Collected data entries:

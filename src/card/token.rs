//! Short-lived bearer tokens for the card API

use chrono::{DateTime, TimeDelta, Utc};
use jsonwebtoken::{Algorithm, EncodingKey, Header};
use serde::{Deserialize, Serialize};
use std::str::FromStr;
use std::time::Duration;
use thiserror::Error;

use crate::config::CardApiConfig;

#[derive(Debug, Error)]
pub enum TokenError {
    #[error("JWT secret is not set")]
    MissingSecret,

    #[error("Unsupported JWT algorithm '{0}'")]
    UnsupportedAlgorithm(String),

    #[error("Token lifetime out of range: {0}")]
    InvalidTtl(String),

    #[error("Invalid signing key: {0}")]
    InvalidKey(#[source] jsonwebtoken::errors::Error),

    #[error("Failed to sign token: {0}")]
    Signing(#[source] jsonwebtoken::errors::Error),
}

pub type Result<T> = std::result::Result<T, TokenError>;

#[derive(Debug, Serialize, Deserialize, PartialEq, Eq)]
pub struct Claims {
    #[serde(default, skip_serializing_if = "Option::is_none")]
    pub iss: Option<String>,
    pub exp: i64,
}

/// Signs `{iss, exp}` tokens with a fixed key and algorithm
#[derive(Clone)]
pub struct TokenMinter {
    header: Header,
    key: EncodingKey,
    issuer: Option<String>,
    ttl: TimeDelta,
}

impl TokenMinter {
    /// HMAC algorithms sign with the raw secret; RSA, ECDSA and EdDSA
    /// algorithms expect the secret to be a PEM-encoded private key.
    pub fn new(
        algorithm: &str,
        secret: Option<&str>,
        issuer: Option<String>,
        ttl: Duration,
    ) -> Result<Self> {
        let secret = secret
            .filter(|s| !s.is_empty())
            .ok_or(TokenError::MissingSecret)?;

        let algorithm = Algorithm::from_str(algorithm)
            .map_err(|_| TokenError::UnsupportedAlgorithm(algorithm.to_string()))?;

        let pem = secret.as_bytes();
        let key = match algorithm {
            Algorithm::HS256 | Algorithm::HS384 | Algorithm::HS512 => {
                EncodingKey::from_secret(secret.as_bytes())
            }
            Algorithm::RS256
            | Algorithm::RS384
            | Algorithm::RS512
            | Algorithm::PS256
            | Algorithm::PS384
            | Algorithm::PS512 => EncodingKey::from_rsa_pem(pem).map_err(TokenError::InvalidKey)?,
            Algorithm::ES256 | Algorithm::ES384 => {
                EncodingKey::from_ec_pem(pem).map_err(TokenError::InvalidKey)?
            }
            Algorithm::EdDSA => EncodingKey::from_ed_pem(pem).map_err(TokenError::InvalidKey)?,
        };

        let requested = ttl;
        let ttl = TimeDelta::from_std(ttl)
            .ok()
            .filter(|ttl| Utc::now().checked_add_signed(*ttl).is_some())
            .ok_or_else(|| TokenError::InvalidTtl(format!("{:?}", requested)))?;

        Ok(Self {
            header: Header::new(algorithm),
            key,
            issuer,
            ttl,
        })
    }

    pub fn from_config(config: &CardApiConfig) -> Result<Self> {
        Self::new(
            &config.jwt_algorithm,
            config.jwt_secret.as_deref(),
            config.jwt_issuer.clone(),
            config.token_ttl.as_duration(),
        )
    }

    pub fn algorithm(&self) -> Algorithm {
        self.header.alg
    }

    /// Mint a token valid for the configured lifetime from now
    pub fn mint(&self) -> Result<String> {
        self.mint_at(Utc::now())
    }

    pub fn mint_at(&self, now: DateTime<Utc>) -> Result<String> {
        let exp = now
            .checked_add_signed(self.ttl)
            .ok_or_else(|| TokenError::InvalidTtl(format!("{} past {}", self.ttl, now)))?;

        let claims = Claims {
            iss: self.issuer.clone(),
            exp: exp.timestamp(),
        };

        jsonwebtoken::encode(&self.header, &claims, &self.key).map_err(TokenError::Signing)
    }
}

* [DIRECTIONS]:
Some of the data mentions "lifetime". Copy every line where it does.

* [SOLUTION TO THIS EXERCISE]:
    #[error("Token lifetime out of range: {0}")]
    /// Mint a token valid for the configured lifetime from now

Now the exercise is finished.